· Cleveland makes HGTV's 10 Greatest Cycling Cities in America. As nice as it is to be mentioned for our "impassioned and persevering community of bike riders" we want to see Cleveland's bike trips rise from 0.39% to the level of the other cities mentioned, like Portland (where 6% of trips and $30 million has been invested over the last decade in bike transportation). As a region, we are known more for our recreational bike trails. How do we leverage the big group of leisure riders into a bike-all-the-time culture? What should be the city's top priorities to encourage a mode-shift to 1% or 2% of trips made by bike?
· The Center for Neighborhood Technology (CNT) in Chicago has launched a "Smart Water for Smart Regions" initiative…to help communities deliver water services to homes and businesses more efficiently, effectively, and transparently, while sustaining the region's water resources.

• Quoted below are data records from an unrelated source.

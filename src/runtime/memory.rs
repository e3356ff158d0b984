// Copyright (c) 2025 Joshua Seaton
//
// Use of this source code is governed by a MIT-style
// license that can be found in the LICENSE file or at
// https://opensource.org/licenses/MIT

//! Linear memory: a growable, page-granular byte buffer with bounds-checked
//! little-endian loads and stores.

use crate::Allocator;
use crate::core_compat::vec::Vec;
use crate::types::MemType;

use super::Trap;

/// The WebAssembly page size, in bytes.
pub const PAGE_SIZE: usize = 0x1_0000;

/// An instantiated linear memory.
pub struct Memory<A: Allocator> {
    bytes: Vec<u8, A>,
    max_pages: Option<u32>,
}

impl<A: Allocator> Memory<A> {
    /// Allocates a new memory with `ty.min` pages already committed and
    /// zeroed, honoring `ty.max` as the upper bound for `grow`.
    pub(crate) fn new(ty: MemType, alloc: A) -> Result<Self, Trap> {
        let mut bytes = Vec::new_in(alloc);
        let initial_len = ty.min_size_bytes();
        bytes
            .try_reserve_exact(initial_len)
            .map_err(|_| Trap::OutOfMemory)?;
        bytes.resize(initial_len, 0);
        Ok(Self {
            bytes,
            max_pages: ty.max,
        })
    }

    /// The current size, in pages.
    pub fn size(&self) -> u32 {
        (self.bytes.len() / PAGE_SIZE) as u32
    }

    /// Grows the memory by `delta` pages of zeroed bytes, returning the
    /// previous page count on success or `None` if the growth would exceed
    /// the declared maximum (or any absolute implementation limit).
    pub(crate) fn grow(&mut self, delta: u32) -> Option<u32> {
        let prev = self.size();
        let new_size = prev.checked_add(delta)?;
        if let Some(max) = self.max_pages
            && new_size > max
        {
            return None;
        }
        // An absolute cap so that a pathological `grow` request can't be used
        // to exhaust the host's address space; 4 GiB is the Wasm 1.0 ceiling
        // anyway (a 32-bit address space).
        const ABSOLUTE_MAX_PAGES: u32 = u16::MAX as u32 + 1;
        if new_size > ABSOLUTE_MAX_PAGES {
            return None;
        }

        let new_len = (new_size as usize) * PAGE_SIZE;
        if self.bytes.try_reserve_exact(new_len - self.bytes.len()).is_err() {
            return None;
        }
        self.bytes.resize(new_len, 0);
        Some(prev)
    }

    /// Returns the full backing buffer.
    pub fn bytes(&self) -> &[u8] {
        &self.bytes
    }

    /// Returns the full backing buffer, mutably.
    pub fn bytes_mut(&mut self) -> &mut [u8] {
        &mut self.bytes
    }

    fn effective_range(&self, addr: u32, offset: u32, width: usize) -> Result<core::ops::Range<usize>, Trap> {
        let base = addr
            .checked_add(offset)
            .ok_or(Trap::MemoryOutOfBounds)? as usize;
        let end = base.checked_add(width).ok_or(Trap::MemoryOutOfBounds)?;
        if end > self.bytes.len() {
            return Err(Trap::MemoryOutOfBounds);
        }
        Ok(base..end)
    }

    /// Reads `N` little-endian bytes at `addr + offset`, trapping if the
    /// access would run past the end of the memory.
    pub(crate) fn load<const N: usize>(&self, addr: u32, offset: u32) -> Result<[u8; N], Trap> {
        let range = self.effective_range(addr, offset, N)?;
        let mut buf = [0u8; N];
        buf.copy_from_slice(&self.bytes[range]);
        Ok(buf)
    }

    /// Writes `bytes` at `addr + offset`, trapping if the access would run
    /// past the end of the memory. Only `bytes.len()` bytes are written;
    /// callers narrow wide values (e.g. `i64.store32`) before calling this.
    pub(crate) fn store(&mut self, addr: u32, offset: u32, bytes: &[u8]) -> Result<(), Trap> {
        let range = self.effective_range(addr, offset, bytes.len())?;
        self.bytes[range].copy_from_slice(bytes);
        Ok(())
    }

    /// Copies `data` into the memory at a fixed offset, used for data-segment
    /// initialization at instantiation time. Traps (as `MemoryOutOfBounds`)
    /// if the segment would run past the end of the memory.
    pub(crate) fn init_segment(&mut self, offset: u32, data: &[u8]) -> Result<(), Trap> {
        self.store(offset, 0, data)
    }
}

CNT will work with Great Lakes communities large and small to find practical, innovative, cost-effective ways to address these widespread problems. How can Cleveland's burgeoning Fresh Water Institute tap into CNT's wish to "transform water service and infrastructure in the Great Lakes region"?

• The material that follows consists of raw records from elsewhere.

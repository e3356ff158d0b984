// Copyright (c) 2025 Joshua Seaton
//
// Use of this source code is governed by a MIT-style
// license that can be found in the LICENSE file or at
// https://opensource.org/licenses/MIT

use core::ops::Deref as _;

use crate::Allocator;
use crate::core_compat::vec::Vec;
use crate::types::*;

use super::{Error, ExpressionValidationContext, Validate, Validator, validate_expression};

macro_rules! impl_validate_for_idx {
    ($idx_type:ty, $id:path, $count_method:ident) => {
        impl<A: Allocator> Validate<A> for $idx_type {
            fn validate(&self, validator: &mut Validator<A>) -> Result<(), Error> {
                let index: u32 = **self;
                let capacity = validator.$count_method() as u32;
                if index >= capacity {
                    Err(Error::IndexOutOfBounds {
                        id: $id,
                        index,
                        capacity,
                    })
                } else {
                    Ok(())
                }
            }
        }
    };
}

macro_rules! impl_validate_for_newtype {
    ($type:ident<A>) => {
        impl<A: Allocator> Validate<A> for $type<A> {
            fn validate(&self, validator: &mut Validator<A>) -> Result<(), Error> {
                validator.validate(self.deref())
            }
        }
    };
    ($type:ty) => {
        impl<A: Allocator> Validate<A> for $type {
            fn validate(&self, validator: &mut Validator<A>) -> Result<(), Error> {
                validator.validate(self.deref())
            }
        }
    };
}

impl<T: Validate<A>, A: Allocator> Validate<A> for Vec<T, A> {
    fn validate(&self, validator: &mut Validator<A>) -> Result<(), Error> {
        for elem in self {
            validator.validate(elem)?;
        }
        Ok(())
    }
}

impl_validate_for_idx!(DataIdx, SectionId::Data, data_count);
impl_validate_for_idx!(ElemIdx, SectionId::Element, element_count);
impl_validate_for_idx!(FuncIdx, SectionId::Function, function_count);
impl_validate_for_idx!(GlobalIdx, SectionId::Global, global_count);
impl_validate_for_idx!(MemIdx, SectionId::Memory, memory_count);
impl_validate_for_idx!(TableIdx, SectionId::Table, table_count);
impl_validate_for_idx!(TypeIdx, SectionId::Type, type_count);

impl_validate_for_newtype!(DataSection<A>);
impl_validate_for_newtype!(ElementSection<A>);
impl_validate_for_newtype!(FunctionSection<A>);
impl_validate_for_newtype!(GlobalSection<A>);
impl_validate_for_newtype!(ImportSection<A>);
impl_validate_for_newtype!(MemorySection<A>);
impl_validate_for_newtype!(TableSection<A>);

impl<A: Allocator> Validate<A> for BlockType {
    fn validate(&self, validator: &mut Validator<A>) -> Result<(), Error> {
        if let Self::TypeIndex(idx) = self {
            validator.validate(idx)
        } else {
            Ok(())
        }
    }
}

impl<A: Allocator> Validate<A> for CodeSection<A> {
    fn validate(&self, validator: &mut Validator<A>) -> Result<(), Error> {
        let funcsec = &validator.module.funcsec;
        if funcsec.len() != self.len() {
            return Err(Error::FunctionAndCodeSectionMismatch {
                funcsec_size: funcsec.len() as u32,
                codesec_size: self.len() as u32,
            });
        }

        for (typeidx, function) in funcsec.iter().copied().zip(self.iter()) {
            let func_type = validator.function_type(typeidx);
            let locals: &[Local] = function.locals.deref();
            validate_expression(
                validator,
                &function.code,
                ExpressionValidationContext::Function(func_type, locals),
            )?;
        }
        Ok(())
    }
}

impl<A: Allocator> Validate<A> for DataSegment<A> {
    fn validate(&self, validator: &mut Validator<A>) -> Result<(), Error> {
        validator.validate(&self.memory)?;
        validate_expression(
            validator,
            &self.offset,
            ExpressionValidationContext::Constant(ValType::I32),
        )
    }
}

impl<A: Allocator> Validate<A> for ElementSegment<A> {
    fn validate(&self, validator: &mut Validator<A>) -> Result<(), Error> {
        validator.validate(&self.table)?;
        validate_expression(
            validator,
            &self.offset,
            ExpressionValidationContext::Constant(ValType::I32),
        )?;
        validator.validate(&self.funcs)
    }
}

impl<A: Allocator> Validate<A> for Export<A> {
    fn validate(&self, validator: &mut Validator<A>) -> Result<(), Error> {
        match &self.descriptor {
            ExportDescriptor::Function(funcidx) => validator.validate(funcidx),
            ExportDescriptor::Table(tableidx) => validator.validate(tableidx),
            ExportDescriptor::Memory(memidx) => validator.validate(memidx),
            ExportDescriptor::Global(globalidx) => validator.validate(globalidx),
        }
    }
}

impl<A: Allocator> Validate<A> for ExportSection<A> {
    fn validate(&self, validator: &mut Validator<A>) -> Result<(), Error> {
        // Export names must be distinct. Since we ordered by name in
        // prepare_module_for_validation(), we can just iterate through with
        // pairwise comparison to determine this.
        for idx in 1..self.len() {
            let prev = (*self)[idx - 1].field.as_ref();
            let curr = (*self)[idx].field.as_ref();
            if prev == curr {
                return Err(Error::DuplicateExportName {
                    exportsec_idx: idx as u32,
                });
            }
        }
        validator.validate(&**self)
    }
}

impl<A: Allocator> Validate<A> for Global<A> {
    fn validate(&self, validator: &mut Validator<A>) -> Result<(), Error> {
        validate_expression(
            validator,
            &self.init,
            ExpressionValidationContext::Constant(self.ty.value),
        )
    }
}

impl<A: Allocator> Validate<A> for Import<A> {
    fn validate(&self, validator: &mut Validator<A>) -> Result<(), Error> {
        match &self.descriptor {
            ImportDescriptor::Function(typeidx) => validator.validate(typeidx),
            ImportDescriptor::Table(table) => validator.validate(table),
            ImportDescriptor::Memory(mem) => validator.validate(mem),
            ImportDescriptor::Global(_) => Ok(()), // A GlobalType is always valid
        }
    }
}

impl<A: Allocator> Validate<A> for MemType {
    fn validate(&self, _validator: &mut Validator<A>) -> Result<(), Error> {
        const BOUND: u32 = (u16::MAX as u32) + 1;
        let max = self.max.unwrap_or(BOUND);
        if self.min > BOUND || self.min > max || max > BOUND {
            Err(Error::InvalidMemType(**self))
        } else {
            Ok(())
        }
    }
}

impl<A: Allocator> Validate<A> for StartSection {
    fn validate(&self, validator: &mut Validator<A>) -> Result<(), Error> {
        let funcidx = **self;
        validator.validate(&funcidx)?;
        let func = validator.function_signature(funcidx);
        if !func.parameters.is_empty() || !func.results.is_empty() {
            return Err(Error::InvalidStartFunction(funcidx));
        }
        Ok(())
    }
}

impl<A: Allocator> Validate<A> for TableType {
    fn validate(&self, _validator: &mut Validator<A>) -> Result<(), Error> {
        if let Some(max) = self.limits.max
            && self.limits.min > max
        {
            Err(Error::InvalidTableLimits(self.limits))
        } else {
            Ok(())
        }
    }
}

· "Climate change, air pollution and your health: A Cleveland citizen hearing" brings together Environmental Health Watch, Audubon Ohio and a panel of public health and policy experts for a discussion on the health impacts in Northeast Ohio from climate change and air pollution. On June 6, find out what federal policies are being proposed and how you can make your voice heard to demand a clean and healthy future for our children and families.
· Detroit Shoreway Community Development Organization launched a business plan competition…that offers free rent of three months, six months and a year to the winners, who will fill vacant storefronts in the Gordon Square Arts District. For more information on the business plan competition, contact Nick Fedor, Director of Marketing and Economic Development, at email@example.com or 216/961-4242.
· Community Partnership for Arts and Culture explains the boost that 'crowdfunding' events can have on start-up businesses – and their local retail districts.
Cool Cleveland writes: Cash Mobs were started by Andrew Samtoy in Cleveland, and are now happening on every continent on earth. Listen to him talk about the three rules of Cash Mobs and where the movement is headed (last Friday, he organized a Cash Mob in the Waterloo Arts District).
· Not long ago, we wrote this about the role that cities and zoning can play in regional sustainability plans like the Northeast Ohio Sustainable Communities Consortium: "MPOs only take us so far. It must also come with reform of every city zoning code-like what Cleveland Heights is doing by rejecting cookie cutter solutions to development i.e. minimum parking lot sizes for retail centers-across the region. Otherwise, what hope do we have for solving problems on a regional scale like flooding, water pollution, and communities that are so car dependent…"
Hear about how the city of Cleveland Heights took the first step in auditing and updating its zoning to promote sustainable development at their celebration event on Tuesday, June 5th. How can Cleveland Heights' effort-allowing front yard veggie gardens, chicken rearing, mixed-use development -lead the way for more cities. RSVP at zonedforgreen.eventbrite.com
· Lakewood's citizen-led local food movement, LEAF, is celebrating the growing season with Spring Fest on June 7. Swap plants, plant seeds, try local food, meet a farmer and dress in a veggie costume.